The “positions diverge, however, once the overriding goal of protecting patients is addressed, with some seeking to obtain market-disrupting financial advantage through deceptive claims and advertisements,” AMA Executive Vice President and CEO James L. Madara, MD, wrote in a letter sent today to congressional leaders.

Physicians have proposed a proven method for resolving payment disputes that keeps patients from being caught in the middle, but the insurance industry and others have been making statements and posting political ads stating otherwise.

The U.S. House of Representatives Energy and Commerce Committee last week adopted an independent-dispute resolution (IDR) process as part of legislation known as the “No Surprises Act.” The bill copies the appeals process adopted by New York in 2014 that has successfully been used to protect consumers from out-of-network charges.

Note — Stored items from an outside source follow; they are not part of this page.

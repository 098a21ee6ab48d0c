//! spec.md §4.9 — `BlockContextGenerator`. The block-number domain couples
//! every other field here: revision is a function of block number, and
//! "offset" / "in the last 256 blocks" constraints on auxiliary variables
//! only resolve once the block number itself has been drawn.

use std::collections::BTreeMap;
use std::fmt;

use primitive_types::U256;
use rand::RngCore;

use crate::error::{GenerateError, UnsatisfiableReason};
use crate::evm::{fork_block, random_u256, range_length, revision_for_block, Address, Hash, Revision};
use crate::solver::RangeSolver;
use crate::state::BlockContext;
use crate::variable::{Assignment, Variable};

/// An auxiliary variable bound relative to the block number.
#[derive(Debug, Clone, PartialEq, Eq)]
enum Offset {
    /// `var = blockNumber - distance`, used for e.g. "a valid BLOCKHASH
    /// argument" constraints.
    Exact(u64),
    /// `var` must land within the last 256 blocks (`blockNumber - 256 <
    /// var < blockNumber`), exclusive of the current block itself.
    WithinLast256,
    /// `var` must land strictly outside the last 256 blocks window.
    OutsideLast256,
}

#[derive(Debug, Clone, Default)]
pub struct BlockContextGenerator {
    block_number: RangeSolver<u64>,
    revision_fixed: Option<Revision>,
    offsets: BTreeMap<Variable, Offset>,
    unsatisfiable: bool,
}

impl BlockContextGenerator {
    pub fn new() -> Self {
        Self::default()
    }

    pub fn add_block_number_min(&mut self, min: u64) {
        self.block_number.add_lower_boundary(min);
    }

    pub fn add_block_number_max(&mut self, max: u64) {
        self.block_number.add_upper_boundary(max);
    }

    /// spec.md §4.9: pinning a revision restricts the block-number domain to
    /// that revision's active range (`[forkBlock(rev) .. forkBlock(rev) +
    /// rangeLength(rev) - 1]`); pinning two different revisions is an
    /// immediate conflict.
    pub fn set_revision(&mut self, rev: Revision) {
        match self.revision_fixed {
            Some(existing) if existing != rev => self.unsatisfiable = true,
            _ => {
                self.revision_fixed = Some(rev);
                let start = fork_block(rev);
                let len = range_length(rev);
                let end = start.saturating_add(len.saturating_sub(1));
                self.block_number.add_lower_boundary(start);
                self.block_number.add_upper_boundary(end);
            }
        }
    }

    pub fn bind_offset(&mut self, var: Variable, distance: u64) {
        self.set_offset(var, Offset::Exact(distance));
    }

    pub fn bind_within_last_256_blocks(&mut self, var: Variable) {
        self.set_offset(var, Offset::WithinLast256);
    }

    pub fn bind_outside_last_256_blocks(&mut self, var: Variable) {
        self.set_offset(var, Offset::OutsideLast256);
    }

    fn set_offset(&mut self, var: Variable, offset: Offset) {
        match self.offsets.get(&var) {
            Some(existing) if *existing != offset => self.unsatisfiable = true,
            _ => {
                self.offsets.insert(var, offset);
            }
        }
    }

    pub fn generate(&self, assignment: &mut Assignment, rng: &mut dyn RngCore) -> Result<BlockContext, GenerateError> {
        if self.unsatisfiable {
            return Err(UnsatisfiableReason::conflict("block_context", "conflicting revision or offset constraints").into());
        }

        // A pre-assigned offset variable constrains the block number before
        // it is drawn (spec.md §8 scenario 2: `a` pre-assigned to 100 with
        // `blockNumber - 44 = a` pins `blockNumber` to 144), rather than the
        // other way around. This holds for all three offset kinds, not just
        // `Exact`: a pre-assigned `WithinLast256`/`OutsideLast256` variable
        // pins the block-number domain to the window that makes the
        // pre-assigned value fall inside (or outside) the last 256 blocks.
        let mut block_number_solver = self.block_number;
        for (var, offset) in &self.offsets {
            if let Some(pre) = assignment.get(var) {
                let pre = pre.as_u64();
                match offset {
                    Offset::Exact(distance) => {
                        let required = pre.checked_add(*distance).ok_or_else(|| {
                            GenerateError::from(UnsatisfiableReason::out_of_range(
                                "block_context",
                                format!("{var} + {distance} overflows a block number"),
                            ))
                        })?;
                        block_number_solver.add_equality_constraint(required);
                    }
                    Offset::WithinLast256 => {
                        // blockNumber-256 <= pre <= blockNumber-1
                        let lo = pre.checked_add(1).ok_or_else(|| {
                            GenerateError::from(UnsatisfiableReason::out_of_range(
                                "block_context",
                                format!("{var} + 1 overflows a block number"),
                            ))
                        })?;
                        block_number_solver.add_lower_boundary(lo);
                        block_number_solver.add_upper_boundary(pre.saturating_add(256));
                    }
                    Offset::OutsideLast256 => {
                        // pre < blockNumber-256
                        let lo = pre.checked_add(257).ok_or_else(|| {
                            GenerateError::from(UnsatisfiableReason::out_of_range(
                                "block_context",
                                format!("{var} + 257 overflows a block number"),
                            ))
                        })?;
                        block_number_solver.add_lower_boundary(lo);
                    }
                }
            }
        }

        let block_number = block_number_solver.generate(rng)?;
        let revision = self.revision_fixed.unwrap_or_else(|| revision_for_block(block_number));

        for (var, offset) in &self.offsets {
            // A pre-assigned value is reused as-is; the tightening pass
            // above already guaranteed it is compatible with the drawn
            // block number, so drawing a fresh value here would conflict
            // with it almost always.
            let value = if let Some(pre) = assignment.get(var) {
                pre.as_u64()
            } else {
                match offset {
                    Offset::Exact(distance) => block_number.checked_sub(*distance).ok_or_else(|| {
                        GenerateError::from(UnsatisfiableReason::out_of_range(
                            "block_context",
                            format!("{var} = blockNumber - {distance} underflows at blockNumber {block_number}"),
                        ))
                    })?,
                    Offset::WithinLast256 => {
                        let lo = block_number.saturating_sub(256);
                        let hi = block_number.saturating_sub(1);
                        let mut solver = RangeSolver::new(lo, hi);
                        solver.generate(rng)?
                    }
                    Offset::OutsideLast256 => {
                        let boundary = block_number.saturating_sub(256);
                        if boundary == 0 {
                            return Err(UnsatisfiableReason::empty_domain(
                                "block_context",
                                format!("{var} has no values outside the last 256 blocks at blockNumber {block_number}"),
                            )
                            .into());
                        }
                        let mut solver = RangeSolver::new(0, boundary - 1);
                        solver.generate(rng)?
                    }
                }
            };
            if !assignment.bind(var.clone(), U256::from(value)) {
                return Err(UnsatisfiableReason::conflict("block_context", format!("{var} already bound")).into());
            }
        }

        Ok(BlockContext {
            block_number,
            revision,
            chain_id: 1,
            coinbase: Address::random(rng),
            gas_limit: 30_000_000,
            base_fee: random_u256(rng) % U256::from(1_000_000_000_000u64),
            blob_base_fee: random_u256(rng) % U256::from(1_000_000_000_000u64),
            gas_price: random_u256(rng) % U256::from(1_000_000_000_000u64),
            prev_randao: Hash::random(rng),
            timestamp: 1_700_000_000 + block_number.saturating_mul(12),
        })
    }

    pub fn clone_store(&self) -> Self {
        self.clone()
    }

    pub fn restore(&mut self, other: &Self) {
        *self = other.clone();
    }
}

impl fmt::Display for BlockContextGenerator {
    fn fmt(&self, f: &mut fmt::Formatter<'_>) -> fmt::Result {
        write!(f, "blockNumber: {}", self.block_number)?;
        if let Some(rev) = self.revision_fixed {
            write!(f, ",revision={rev}")?;
        }
        for (var, offset) in &self.offsets {
            match offset {
                Offset::Exact(d) => write!(f, ",{var}=blockNumber-{d}")?,
                Offset::WithinLast256 => write!(f, ",{var}∈last256blocks")?,
                Offset::OutsideLast256 => write!(f, ",{var}∉last256blocks")?,
            }
        }
        Ok(())
    }
}

#[cfg(test)]
mod tests {
    use super::*;
    use rand::{rngs::StdRng, SeedableRng};

    #[test]
    fn set_revision_pins_block_number_range() {
        let mut g = BlockContextGenerator::new();
        g.set_revision(Revision::Istanbul);
        let mut a = Assignment::new();
        let mut rng = StdRng::seed_from_u64(1);
        for _ in 0..20 {
            let ctx = g.generate(&mut a, &mut rng).unwrap();
            assert_eq!(ctx.revision, Revision::Istanbul);
            assert!(ctx.block_number < fork_block(Revision::Berlin));
        }
    }

    #[test]
    fn offset_binds_block_number_minus_distance() {
        let mut g = BlockContextGenerator::new();
        g.add_block_number_min(1_000);
        g.add_block_number_max(1_000);
        g.bind_offset(Variable::new("target"), 5);
        let mut a = Assignment::new();
        let mut rng = StdRng::seed_from_u64(2);
        g.generate(&mut a, &mut rng).unwrap();
        assert_eq!(a.get(&Variable::new("target")), Some(U256::from(995u64)));
    }

    #[test]
    fn pre_assigned_offset_variable_pins_block_number() {
        let mut g = BlockContextGenerator::new();
        g.set_revision(Revision::Istanbul);
        g.bind_offset(Variable::new("a"), 44);
        let mut a = Assignment::new();
        assert!(a.bind(Variable::new("a"), U256::from(100u64)));
        let mut rng = StdRng::seed_from_u64(7);
        let ctx = g.generate(&mut a, &mut rng).unwrap();
        assert_eq!(ctx.block_number, 144);
        assert_eq!(ctx.revision, Revision::Istanbul);
    }

    #[test]
    fn pre_assigned_within_last_256_pins_block_number_window() {
        let mut g = BlockContextGenerator::new();
        g.bind_within_last_256_blocks(Variable::new("h"));
        let mut a = Assignment::new();
        assert!(a.bind(Variable::new("h"), U256::from(1_000u64)));
        let mut rng = StdRng::seed_from_u64(11);
        for _ in 0..20 {
            let mut a = a.clone();
            let ctx = g.generate(&mut a, &mut rng).unwrap();
            assert!(ctx.block_number > 1_000);
            assert!(ctx.block_number <= 1_256);
            assert_eq!(a.get(&Variable::new("h")), Some(U256::from(1_000u64)));
        }
    }

    #[test]
    fn pre_assigned_outside_last_256_pins_block_number_lower_bound() {
        let mut g = BlockContextGenerator::new();
        g.bind_outside_last_256_blocks(Variable::new("h"));
        let mut a = Assignment::new();
        assert!(a.bind(Variable::new("h"), U256::from(1_000u64)));
        let mut rng = StdRng::seed_from_u64(12);
        for _ in 0..20 {
            let mut a = a.clone();
            let ctx = g.generate(&mut a, &mut rng).unwrap();
            assert!(ctx.block_number > 1_256);
            assert_eq!(a.get(&Variable::new("h")), Some(U256::from(1_000u64)));
        }
    }

    #[test]
    fn conflicting_revisions_are_unsatisfiable() {
        let mut g = BlockContextGenerator::new();
        g.set_revision(Revision::Istanbul);
        g.set_revision(Revision::Cancun);
        let mut a = Assignment::new();
        let mut rng = StdRng::seed_from_u64(3);
        assert!(g.generate(&mut a, &mut rng).is_err());
    }
}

The IDR process would serve as a backstop if the federal legislation’s underlying methodology failed to arrive at a solution deemed fair by both parties. So physicians were discouraged to hear America’s Health Insurance Plans (AHIP), an insurance lobbying group, declare that an IDR process would allow providers to “price gouge patients.”

This is a complete mischaracterization of the committee’s action because the legislation says patients who receive an unanticipated out-of-network bill would not be obligated to pay anything above typical in-network charges.

Like New York’s statute, the bill before the House would allow an independent third party to determine whether the plan payment amount or the provider bill represents the most appropriate resolution to the claim.

A New York-style IDR was included in a set of principles on surprise billing that the AMA outlined as keys to solving the issue when Congress began to examine the issue in earnest this spring.

Dr. Madara’s letter took issue with how the Blue Cross Blue Shield Association criticized the proposed IDR process as “cumbersome.”

“To the contrary, the New York process” involves filling out a two-page online form. “This contrasts with the often-voluminous filing requirement necessary for providers to obtain prior authorization from many health plans just to provide covered benefits to their patients needing health care services and prescriptions.”

There is consensus in the medical community that an IDR process should be included in a legislative solution to surprise billing. A call to do so was included in a July 16 letter to Energy and Commerce Committee leaders that was signed by the AMA and 100 other medical organizations.

“Such a process should be set up to incentivize health plans to make a fair initial offer of payment for out-of-network care rendered to their customers and discourage physician bills that are outside of generally acceptable ranges,” that letter states. “It also should encourage, rather than discourage, both parties to contract for in-network care.”